CMO.com: What new roles are you now having to bring in to service changing client needs around content marketing?

Kircher: The level of strategy work we now have to do before starting a content marketing project is astonishing. It’s forced us to build our own business development strategy team. One of the most important new roles is a new breed of strategic thinker who brings together the strategic know-how—the big strategic narrative—with content creativity. It’s someone able to convince the client to go the extra mile to do something extraordinary on the creative side and who is also deeply engrained with our in-house technology team. It’s someone who knows a lot about technology and how to make strategies fly.

CMO.com: How do you see content marketing itself changing, as it becomes more sophisticated and scaled?

Kircher: The way Red Bull approached content marketing was for a long time wholeheartedly embraced. It’s great work, but it was more content than content marketing—there was no strategy behind it. What has changed and has driven us to restructure the agency set-up is that everything we do now has to be tied to clear KPIs, and show how it’s helping the brand and sales communications to grow together. Content marketing without KPIs is just dead in the water.

Secondly, I worked in the publishing industry and have a really good feel for how disruption works from the inside—how it’s exciting at the beginning, and then it doesn’t work, and people want to go back to old ways. Over the next year, I think content marketing will start to become a very disruptive force in the industry and will force a lot of agencies to rethink their whole business models and the way they structure their operations.

I’ve seen so many classic agencies that want to bolt on a little bit of content marketing to their services, so they buy three journalists and three social media guys—it’s just not working because the whole operation is completely different. We’ve seen this with our clients and how they’ve forced us to completely change our structure. We’ll see a lot more disruption—it has the same feel to print 15 years ago.
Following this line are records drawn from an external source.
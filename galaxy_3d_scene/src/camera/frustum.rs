/// Frustum: six clipping planes for visibility culling.
///
/// Planes are stored as `Vec4(A, B, C, D)` with a unit inward normal
/// `(A, B, C)`: a point is inside when `A*x + B*y + C*z + D >= 0` for all
/// six. `from_view_projection()` is provided for cameras that do not
/// compute their own.

use glam::{Mat4, Vec3, Vec4};
use crate::math::BoundingSphere;

/// Frustum plane indices
pub const PLANE_LEFT: usize = 0;
pub const PLANE_RIGHT: usize = 1;
pub const PLANE_BOTTOM: usize = 2;
pub const PLANE_TOP: usize = 3;
pub const PLANE_NEAR: usize = 4;
pub const PLANE_FAR: usize = 5;

#[derive(Debug, Clone, Copy)]
pub struct Frustum {
    /// Frustum planes: left, right, bottom, top, near, far
    pub planes: [Vec4; 6],
}

impl Frustum {
    /// Extract frustum planes from a view-projection matrix.
    ///
    /// Uses the Gribb & Hartmann method. Works for both perspective
    /// and orthographic projections.
    pub fn from_view_projection(vp: &Mat4) -> Self {
        let (r0, r1, r2, r3) = (vp.row(0), vp.row(1), vp.row(2), vp.row(3));
        let mut planes = [r3 + r0, r3 - r0, r3 + r1, r3 - r1, r3 + r2, r3 - r2];

        for plane in &mut planes {
            let normal_len = plane.truncate().length();
            if normal_len > 0.0 {
                *plane /= normal_len;
            }
        }

        Self { planes }
    }

    /// Test if a bounding sphere intersects this frustum.
    ///
    /// A sphere is rejected as soon as its center lies further than its
    /// radius behind any plane. Conservative: spheres near a frustum corner
    /// may be reported as intersecting although they are just outside.
    pub fn intersects_sphere(&self, sphere: &BoundingSphere) -> bool {
        self.planes.iter().all(|plane| plane.truncate().dot(sphere.center) + plane.w >= -sphere.radius)
    }

    /// Signed distance from `point` to one of the six planes
    /// (positive = inside half-space).
    pub fn plane_distance(&self, plane_index: usize, point: Vec3) -> f32 {
        let plane = self.planes[plane_index];
        plane.truncate().dot(point) + plane.w
    }
}

#[cfg(test)]
#[path = "frustum_tests.rs"]
mod tests;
CMO.com: What about disruption in terms of content distribution? Do you think we’re really seeing “the death of the homepage?”

Kircher: We find more and more clients are beginning to let go of the idea of a homepage for content strategy, and go to where the real conversation and action is. With MunichRe, for example, we found so many more interesting topics and discussions on LinkedIn, so we decided to get rid of most content silos on the client site and go directly into those channels.

This kind of tactical approach has a great future because it forces you to focus on the most important thing—can you do something that kills or saves time? Those are the only two options you have with content—can you entertain or can you help the customer make better decisions? That trend towards distributed content is very much alive and growing in content marketing.